Your task is to transcribe the entries below exactly, from their first line down to the line containing "pub fn prefix_for_project(project: &str)", and to stop there.

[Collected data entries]
- - - - - - -
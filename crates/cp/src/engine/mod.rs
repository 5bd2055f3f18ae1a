//! Orchestration engines: each module implements one vertical's write/read
//! operations by composing `palace-storage` and `palace-retrieval` (§4.6-§4.10).
//!
//! Engines take `&dyn Storage` (and, where relevant, `&dyn EmbeddingProvider`/
//! `&dyn GenerationProvider`) rather than a concrete `SqliteStore`, so they
//! can be exercised in tests against `SqliteStore::open_in_memory()` and
//! scripted provider doubles with no real I/O.

pub mod knowledge;
pub mod memory;
pub mod requirement;
pub mod summary;
pub mod work;

use chrono::Utc;
use palace_core::error::PalaceError;
use palace_core::idgen::{self, adaptive_defaults};
use palace_storage::Storage;

/// Mints a fresh `<prefix>-<hash>` id and retries on the rare collision,
/// growing the hash length adaptively with the project's current size
/// (§3, §4.1) rather than a fixed width.
pub fn mint_unique_id(storage: &dyn Storage, project: &str, prefix: &str, title: &str, content: &str, creator: &str) -> Result<String, PalaceError> {
    let num_shards = storage.get_statistics(project)?.total_shards as usize;
    let length = idgen::compute_adaptive_length(
        num_shards,
        adaptive_defaults::MIN_LENGTH,
        adaptive_defaults::MAX_LENGTH,
        adaptive_defaults::MAX_COLLISION_PROB,
    );

    let timestamp = Utc::now();
    for nonce in 0..1000 {
        let candidate = idgen::mint_id(prefix, title, content, creator, timestamp, length, nonce);
        match storage.get_shard(&candidate) {
            Err(e) if e.is_not_found() => return Ok(candidate),
            Err(e) => return Err(e.into()),
            Ok(_) => continue,
        }
    }
    Err(PalaceError::Inconsistent(format!("could not mint a unique id under prefix '{prefix}' after 1000 attempts")))
}

/// Derives a short id prefix from a project name: its first two
/// alphanumeric characters, lowercased, falling back to `"sh"` if the
/// project name has none (e.g. an all-punctuation name).
pub fn prefix_for_project(project: &str) -> String {
    let chars: String = project.chars().filter(|c| c.is_ascii_alphanumeric()).take(2).collect::<String>().to_lowercase();
    if chars.is_empty() {
        "sh".to_string()
    } else {
        chars
    }
}
//! `cp recall` -- semantic (vector) search over embedded shards (§4.4).

use anyhow::Result;

use palace_core::enums::ShardType;
use palace_core::filter::RetrievalFilter;

use crate::cli::RecallArgs;
use crate::context::RuntimeContext;
use crate::output::{self, shard_line};

pub fn run(ctx: &RuntimeContext, args: &RecallArgs) -> Result<()> {
    let embedding = ctx.embedding_provider();
    let query_vector = embedding.embed(&args.query)?;

    let mut filter = RetrievalFilter::for_project(ctx.project());
    filter.limit = args.limit.unwrap_or(ctx.limit);
    filter.min_similarity = ctx.config.similarity_floor;
    if let Some(t) = &args.shard_type {
        filter.types.push(ShardType::from(t.as_str()));
    }

    let ranked = palace_retrieval::vector_retrieve(ctx.storage(), &query_vector, &filter)?;
    output::emit_list(ctx.output, &ranked, |r| format!("{:.3}  {}", r.similarity, shard_line(&r.shard)));
    Ok(())
}
//! Transaction wrapper for [`SqliteStore`].

use rusqlite::Connection;

use palace_core::edge::Edge;
use palace_core::enums::EdgeType;
use palace_core::filter::ShardFilter;
use palace_core::shard::Shard;

use crate::error::{Result, StorageError};
use crate::sqlite::config;
use crate::sqlite::edges;
use crate::sqlite::focus;
use crate::sqlite::labels;
use crate::sqlite::shards;
use crate::sqlite::store::SqliteStore;
use crate::traits::{ShardUpdates, Transaction};

/// A thin wrapper around a SQLite connection that is inside a transaction.
///
/// The [`SqliteTx`] holds a reference to the connection (which already has an
/// active transaction via `BEGIN IMMEDIATE`, see §5's concurrency note). It
/// implements [`Transaction`] by delegating to the same connection-level
/// helpers used by [`SqliteStore`].
pub(crate) struct SqliteTx<'a> {
    pub(crate) conn: &'a Connection,
}

impl Transaction for SqliteTx<'_> {
    fn create_shard(&self, shard: &Shard) -> Result<()> {
        if let Some(parent) = &shard.parent {
            edges::ensure_parent_exists_on_conn(self.conn, parent)?;
        }
        shards::insert_shard_on_conn(self.conn, shard)
    }

    fn get_shard(&self, id: &str) -> Result<Shard> {
        shards::get_shard_on_conn(self.conn, id)
    }

    fn update_shard(&self, id: &str, updates: &ShardUpdates) -> Result<()> {
        shards::update_shard_on_conn(self.conn, id, updates)
    }

    fn delete_shard(&self, id: &str) -> Result<()> {
        shards::delete_shard_on_conn(self.conn, id)
    }

    fn list_shards(&self, filter: &ShardFilter) -> Result<Vec<Shard>> {
        shards::list_shards_on_conn(self.conn, filter)
    }

    fn add_edge(&self, edge: &Edge) -> Result<()> {
        edges::add_edge_on_conn(self.conn, edge)
    }

    fn remove_edge(&self, from: &str, to: &str, edge_type: &EdgeType) -> Result<()> {
        edges::remove_edge_on_conn(self.conn, from, to, edge_type)
    }

    fn add_label(&self, shard_id: &str, label: &str) -> Result<()> {
        labels::add_label_on_conn(self.conn, shard_id, label)
    }

    fn remove_label(&self, shard_id: &str, label: &str) -> Result<()> {
        labels::remove_label_on_conn(self.conn, shard_id, label)
    }

    fn get_labels(&self, shard_id: &str) -> Result<Vec<String>> {
        labels::get_labels_on_conn(self.conn, shard_id)
    }

    fn set_focus(&self, project: &str, agent: &str, epic_id: &str, note: Option<&str>) -> Result<()> {
        focus::set_focus_on_conn(self.conn, project, agent, epic_id, note)
    }

    fn clear_focus(&self, project: &str, agent: &str) -> Result<()> {
        focus::clear_focus_on_conn(self.conn, project, agent)
    }

    fn set_config(&self, key: &str, value: &str) -> Result<()> {
        config::set_config_on_conn(self.conn, key, value)
    }

    fn get_config(&self, key: &str) -> Result<String> {
        config::get_config_on_conn(self.conn, key)
    }
}

impl SqliteStore {
    /// Runs a closure inside a `BEGIN IMMEDIATE` transaction, committing on
    /// `Ok` and rolling back on `Err` or panic (§5).
    pub fn run_in_transaction_impl(&self, f: &dyn Fn(&dyn Transaction) -> Result<()>) -> Result<()> {
        let conn = self.lock_conn()?;
        conn.execute_batch("BEGIN IMMEDIATE")
            .map_err(|e| StorageError::Transaction(format!("failed to begin: {e}")))?;

        let sqlite_tx = SqliteTx { conn: &conn };
        match f(&sqlite_tx) {
            Ok(()) => {
                conn.execute_batch("COMMIT")
                    .map_err(|e| StorageError::Transaction(format!("failed to commit: {e}")))?;
                Ok(())
            }
            Err(e) => {
                let _ = conn.execute_batch("ROLLBACK");
                Err(e)
            }
        }
    }
}

#[cfg(test)]
mod tests {
    use super::*;
    use palace_core::shard::ShardBuilder;

    fn test_store() -> SqliteStore {
        SqliteStore::open_in_memory().unwrap()
    }

    #[test]
    fn transaction_commit() {
        let store = test_store();

        store
            .run_in_transaction_impl(&|tx| {
                let shard = ShardBuilder::new("palace", "In transaction").id("pf-tx1").build();
                tx.create_shard(&shard)?;
                tx.add_label("pf-tx1", "transacted")?;
                Ok(())
            })
            .unwrap();

        let shard = store.get_shard_impl("pf-tx1").unwrap();
        assert_eq!(shard.title, "In transaction");
        let labels = store.get_labels_impl("pf-tx1").unwrap();
        assert_eq!(labels, vec!["transacted"]);
    }

    #[test]
    fn transaction_rollback_on_error() {
        let store = test_store();

        let result = store.run_in_transaction_impl(&|tx| {
            let shard = ShardBuilder::new("palace", "Should rollback").id("pf-tx2").build();
            tx.create_shard(&shard)?;
            Err(StorageError::Internal("forced rollback".into()))
        });

        assert!(result.is_err());
        let err = store.get_shard_impl("pf-tx2").unwrap_err();
        assert!(err.is_not_found());
    }

    #[test]
    fn transaction_with_edge() {
        let store = test_store();

        store
            .run_in_transaction_impl(&|tx| {
                let parent = ShardBuilder::new("palace", "Parent").id("pf-txp1").build();
                let child = ShardBuilder::new("palace", "Child").id("pf-txc1").build();
                tx.create_shard(&parent)?;
                tx.create_shard(&child)?;
                tx.add_edge(&Edge::new("pf-txc1", "pf-txp1", EdgeType::BlockedBy))?;
                Ok(())
            })
            .unwrap();

        let edges = store.list_edges_impl("pf-txc1").unwrap();
        assert_eq!(edges.len(), 1);
        assert_eq!(edges[0].to, "pf-txp1");
    }
}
- - - - - - -
• _PROBLEM SOLUTION_
filename crates/cp/src/engine/mod.rs
repository 5bd2055f3f18ae1a
//! Orchestration engines: each module implements one vertical's write/read
//! operations by composing `palace-storage` and `palace-retrieval` (§4.6-§4.10).
//!
//! Engines take `&dyn Storage` (and, where relevant, `&dyn EmbeddingProvider`/
//! `&dyn GenerationProvider`) rather than a concrete `SqliteStore`, so they
//! can be exercised in tests against `SqliteStore::open_in_memory()` and
//! scripted provider doubles with no real I/O.

pub mod knowledge;
pub mod memory;
pub mod requirement;
pub mod summary;
pub mod work;

use chrono::Utc;
use palace_core::error::PalaceError;
use palace_core::idgen::{self, adaptive_defaults};
use palace_storage::Storage;

/// Mints a fresh `<prefix>-<hash>` id and retries on the rare collision,
/// growing the hash length adaptively with the project's current size
/// (§3, §4.1) rather than a fixed width.
pub fn mint_unique_id(storage: &dyn Storage, project: &str, prefix: &str, title: &str, content: &str, creator: &str) -> Result<String, PalaceError> {
    let num_shards = storage.get_statistics(project)?.total_shards as usize;
    let length = idgen::compute_adaptive_length(
        num_shards,
        adaptive_defaults::MIN_LENGTH,
        adaptive_defaults::MAX_LENGTH,
        adaptive_defaults::MAX_COLLISION_PROB,
    );

    let timestamp = Utc::now();
    for nonce in 0..1000 {
        let candidate = idgen::mint_id(prefix, title, content, creator, timestamp, length, nonce);
        match storage.get_shard(&candidate) {
            Err(e) if e.is_not_found() => return Ok(candidate),
            Err(e) => return Err(e.into()),
            Ok(_) => continue,
        }
    }
    Err(PalaceError::Inconsistent(format!("could not mint a unique id under prefix '{prefix}' after 1000 attempts")))
}

/// Derives a short id prefix from a project name: its first two
/// alphanumeric characters, lowercased, falling back to `"sh"` if the
/// project name has none (e.g. an all-punctuation name).
pub fn prefix_for_project(project: &str) -> String {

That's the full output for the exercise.